Exercise directions – Every line of the material must appear in the answer exactly as it does here.

Data records –
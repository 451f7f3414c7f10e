//! Password Hashing and Verification
//!
//! - Argon2id hashing with an optional application-wide pepper
//! - NFKC normalisation and a length/character policy (NIST SP 800-63B)
//! - Clear text zeroized on drop

use std::fmt;

use argon2::{Argon2, PasswordHash, PasswordHasher, PasswordVerifier, password_hash::SaltString};
use rand::rngs::OsRng;
use thiserror::Error;
use unicode_normalization::UnicodeNormalization;
use zeroize::{Zeroize, ZeroizeOnDrop};

pub const MIN_PASSWORD_LENGTH: usize = 8;
pub const MAX_PASSWORD_LENGTH: usize = 128;

/// Password policy violations
#[derive(Debug, Clone, PartialEq, Eq, Error)]
pub enum PasswordPolicyError {
    #[error("Password must be at least {min} characters (got {actual})")]
    TooShort { min: usize, actual: usize },

    #[error("Password must be at most {max} characters (got {actual})")]
    TooLong { max: usize, actual: usize },

    #[error("Password cannot be empty or contain only whitespace")]
    EmptyOrWhitespace,

    #[error("Password contains invalid control characters")]
    InvalidCharacter,

    #[error("Password is too common or follows a predictable pattern")]
    CommonPattern,
}

/// Hashing failures
#[derive(Debug, Error)]
pub enum PasswordHashError {
    #[error("Password hashing failed: {0}")]
    HashingFailed(String),

    #[error("Invalid password hash format")]
    InvalidHashFormat,
}

// ============================================================================
// Clear text
// ============================================================================

/// Validated clear text password, wiped from memory on drop
#[derive(Zeroize, ZeroizeOnDrop)]
pub struct ClearTextPassword(String);

impl ClearTextPassword {
    pub fn new(raw: String) -> Result<Self, PasswordPolicyError> {
        let normalized: String = raw.nfkc().collect();

        if normalized.trim().is_empty() {
            return Err(PasswordPolicyError::EmptyOrWhitespace);
        }

        // Code points, not bytes
        let char_count = normalized.chars().count();
        if char_count < MIN_PASSWORD_LENGTH {
            return Err(PasswordPolicyError::TooShort {
                min: MIN_PASSWORD_LENGTH,
                actual: char_count,
            });
        }
        if char_count > MAX_PASSWORD_LENGTH {
            return Err(PasswordPolicyError::TooLong {
                max: MAX_PASSWORD_LENGTH,
                actual: char_count,
            });
        }

        if normalized
            .chars()
            .any(|ch| ch.is_control() && ch != '\t' && ch != '\n')
        {
            return Err(PasswordPolicyError::InvalidCharacter);
        }

        if is_common_pattern(&normalized) {
            return Err(PasswordPolicyError::CommonPattern);
        }

        Ok(Self(normalized))
    }

    fn peppered(&self, pepper: Option<&[u8]>) -> Vec<u8> {
        let mut bytes = self.0.as_bytes().to_vec();
        if let Some(p) = pepper {
            bytes.extend_from_slice(p);
        }
        bytes
    }

    /// Hash with Argon2id (default OWASP parameters: m=19 MiB, t=2, p=1)
    pub fn hash(&self, pepper: Option<&[u8]>) -> Result<HashedPassword, PasswordHashError> {
        let mut input = self.peppered(pepper);
        let salt = SaltString::generate(&mut OsRng);
        let result = Argon2::default()
            .hash_password(&input, &salt)
            .map(|hash| HashedPassword {
                hash: hash.to_string(),
            })
            .map_err(|e| PasswordHashError::HashingFailed(e.to_string()));
        input.zeroize();
        result
    }
}

impl fmt::Debug for ClearTextPassword {
    fn fmt(&self, f: &mut fmt::Formatter<'_>) -> fmt::Result {
        f.debug_tuple("ClearTextPassword")
            .field(&"[REDACTED]")
            .finish()
    }
}

// ============================================================================
// Hashed
// ============================================================================

/// Argon2 hash in PHC string format
#[derive(Clone, PartialEq, Eq)]
pub struct HashedPassword {
    hash: String,
}

impl HashedPassword {
    /// Parse a stored PHC string
    pub fn from_phc_string(s: impl Into<String>) -> Result<Self, PasswordHashError> {
        let hash = s.into();
        PasswordHash::new(&hash).map_err(|_| PasswordHashError::InvalidHashFormat)?;
        Ok(Self { hash })
    }

    pub fn as_phc_string(&self) -> &str {
        &self.hash
    }

    /// Verify; the pepper must match the one used when hashing
    pub fn verify(&self, password: &ClearTextPassword, pepper: Option<&[u8]>) -> bool {
        let Ok(parsed) = PasswordHash::new(&self.hash) else {
            return false;
        };
        let mut input = password.peppered(pepper);
        let ok = Argon2::default().verify_password(&input, &parsed).is_ok();
        input.zeroize();
        ok
    }
}

impl fmt::Debug for HashedPassword {
    fn fmt(&self, f: &mut fmt::Formatter<'_>) -> fmt::Result {
        f.debug_struct("HashedPassword")
            .field("hash", &"[HASH]")
            .finish()
    }
}

// ============================================================================
// Policy helpers
// ============================================================================

const COMMON_PASSWORDS: &[&str] = &[
    "password",
    "password1",
    "password123",
    "qwertyuiop",
    "iloveyou",
    "letmein1",
    "welcome1",
    "admin123",
    "abc12345",
];

const KEYBOARD_RUNS: &[&str] = &["qwerty", "asdfgh", "zxcvbn", "1qaz2wsx"];

fn is_common_pattern(password: &str) -> bool {
    let lower = password.to_lowercase();
    let chars: Vec<char> = lower.chars().collect();

    // "aaaaaaaa"
    if chars.iter().all(|&c| c == chars[0]) {
        return true;
    }

    // "12345678" / "87654321"
    if chars.iter().all(|c| c.is_ascii_digit()) {
        let digits: Vec<i32> = chars.iter().map(|&c| c as i32 - '0' as i32).collect();
        let ascending = digits.windows(2).all(|w| w[1] == (w[0] + 1) % 10);
        let descending = digits.windows(2).all(|w| w[0] == (w[1] + 1) % 10);
        if ascending || descending {
            return true;
        }
    }

    if COMMON_PASSWORDS.contains(&lower.as_str()) {
        return true;
    }

    KEYBOARD_RUNS
        .iter()
        .any(|run| lower.starts_with(run) && lower.len() <= run.len() + 3)
}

Your solution –
repository 451f7f3414c7f10e
//! Password Hashing and Verification
//!
//! - Argon2id hashing with an optional application-wide pepper
//! - NFKC normalisation and a length/character policy (NIST SP 800-63B)
//! - Clear text zeroized on drop

use std::fmt;

use argon2::{Argon2, PasswordHash, PasswordHasher, PasswordVerifier, password_hash::SaltString};
use rand::rngs::OsRng;
use thiserror::Error;
use unicode_normalization::UnicodeNormalization;
use zeroize::{Zeroize, ZeroizeOnDrop};

pub const MIN_PASSWORD_LENGTH: usize = 8;
pub const MAX_PASSWORD_LENGTH: usize = 128;

/// Password policy violations
#[derive(Debug, Clone, PartialEq, Eq, Error)]
pub enum PasswordPolicyError {
    #[error("Password must be at least {min} characters (got {actual})")]
    TooShort { min: usize, actual: usize },

    #[error("Password must be at most {max} characters (got {actual})")]
    TooLong { max: usize, actual: usize },

    #[error("Password cannot be empty or contain only whitespace")]
    EmptyOrWhitespace,

    #[error("Password contains invalid control characters")]
    InvalidCharacter,

    #[error("Password is too common or follows a predictable pattern")]
    CommonPattern,
}

/// Hashing failures
#[derive(Debug, Error)]
pub enum PasswordHashError {
    #[error("Password hashing failed: {0}")]
    HashingFailed(String),

    #[error("Invalid password hash format")]
    InvalidHashFormat,
}

// ============================================================================
// Clear text
// ============================================================================

/// Validated clear text password, wiped from memory on drop
#[derive(Zeroize, ZeroizeOnDrop)]
pub struct ClearTextPassword(String);

impl ClearTextPassword {
    pub fn new(raw: String) -> Result<Self, PasswordPolicyError> {
        let normalized: String = raw.nfkc().collect();

        if normalized.trim().is_empty() {
            return Err(PasswordPolicyError::EmptyOrWhitespace);
        }

        // Code points, not bytes
        let char_count = normalized.chars().count();
        if char_count < MIN_PASSWORD_LENGTH {
            return Err(PasswordPolicyError::TooShort {
                min: MIN_PASSWORD_LENGTH,
                actual: char_count,
            });
        }
        if char_count > MAX_PASSWORD_LENGTH {
            return Err(PasswordPolicyError::TooLong {
                max: MAX_PASSWORD_LENGTH,
                actual: char_count,
            });
        }

        if normalized
            .chars()
            .any(|ch| ch.is_control() && ch != '\t' && ch != '\n')
        {
            return Err(PasswordPolicyError::InvalidCharacter);
        }

        if is_common_pattern(&normalized) {
            return Err(PasswordPolicyError::CommonPattern);
        }

        Ok(Self(normalized))
    }

    fn peppered(&self, pepper: Option<&[u8]>) -> Vec<u8> {
        let mut bytes = self.0.as_bytes().to_vec();
        if let Some(p) = pepper {
            bytes.extend_from_slice(p);
        }
        bytes
    }

    /// Hash with Argon2id (default OWASP parameters: m=19 MiB, t=2, p=1)
    pub fn hash(&self, pepper: Option<&[u8]>) -> Result<HashedPassword, PasswordHashError> {
        let mut input = self.peppered(pepper);
        let salt = SaltString::generate(&mut OsRng);
        let result = Argon2::default()
            .hash_password(&input, &salt)
            .map(|hash| HashedPassword {
                hash: hash.to_string(),
            })
            .map_err(|e| PasswordHashError::HashingFailed(e.to_string()));
        input.zeroize();
        result
    }
}

impl fmt::Debug for ClearTextPassword {
    fn fmt(&self, f: &mut fmt::Formatter<'_>) -> fmt::Result {
        f.debug_tuple("ClearTextPassword")
            .field(&"[REDACTED]")
            .finish()
    }
}

// ============================================================================
// Hashed
// ============================================================================

/// Argon2 hash in PHC string format
#[derive(Clone, PartialEq, Eq)]
pub struct HashedPassword {
    hash: String,
}

impl HashedPassword {
    /// Parse a stored PHC string
    pub fn from_phc_string(s: impl Into<String>) -> Result<Self, PasswordHashError> {
        let hash = s.into();
        PasswordHash::new(&hash).map_err(|_| PasswordHashError::InvalidHashFormat)?;
        Ok(Self { hash })
    }

    pub fn as_phc_string(&self) -> &str {
        &self.hash
    }

    /// Verify; the pepper must match the one used when hashing
    pub fn verify(&self, password: &ClearTextPassword, pepper: Option<&[u8]>) -> bool {
        let Ok(parsed) = PasswordHash::new(&self.hash) else {
            return false;
        };
        let mut input = password.peppered(pepper);
        let ok = Argon2::default().verify_password(&input, &parsed).is_ok();
        input.zeroize();
        ok
    }
}

impl fmt::Debug for HashedPassword {
    fn fmt(&self, f: &mut fmt::Formatter<'_>) -> fmt::Result {
        f.debug_struct("HashedPassword")
            .field("hash", &"[HASH]")
            .finish()
    }
}

// ============================================================================
// Policy helpers
// ============================================================================

const COMMON_PASSWORDS: &[&str] = &[
    "password",
    "password1",
    "password123",
    "qwertyuiop",
    "iloveyou",
    "letmein1",
    "welcome1",
    "admin123",
    "abc12345",
];

const KEYBOARD_RUNS: &[&str] = &["qwerty", "asdfgh", "zxcvbn", "1qaz2wsx"];

fn is_common_pattern(password: &str) -> bool {
    let lower = password.to_lowercase();
    let chars: Vec<char> = lower.chars().collect();

    // "aaaaaaaa"
    if chars.iter().all(|&c| c == chars[0]) {
        return true;
    }

    // "12345678" / "87654321"
    if chars.iter().all(|c| c.is_ascii_digit()) {
        let digits: Vec<i32> = chars.iter().map(|&c| c as i32 - '0' as i32).collect();
        let ascending = digits.windows(2).all(|w| w[1] == (w[0] + 1) % 10);
        let descending = digits.windows(2).all(|w| w[0] == (w[1] + 1) % 10);
        if ascending || descending {
            return true;
        }
    }

    if COMMON_PASSWORDS.contains(&lower.as_str()) {
        return true;
    }

    KEYBOARD_RUNS
        .iter()
        .any(|run| lower.starts_with(run) && lower.len() <= run.len() + 3)
}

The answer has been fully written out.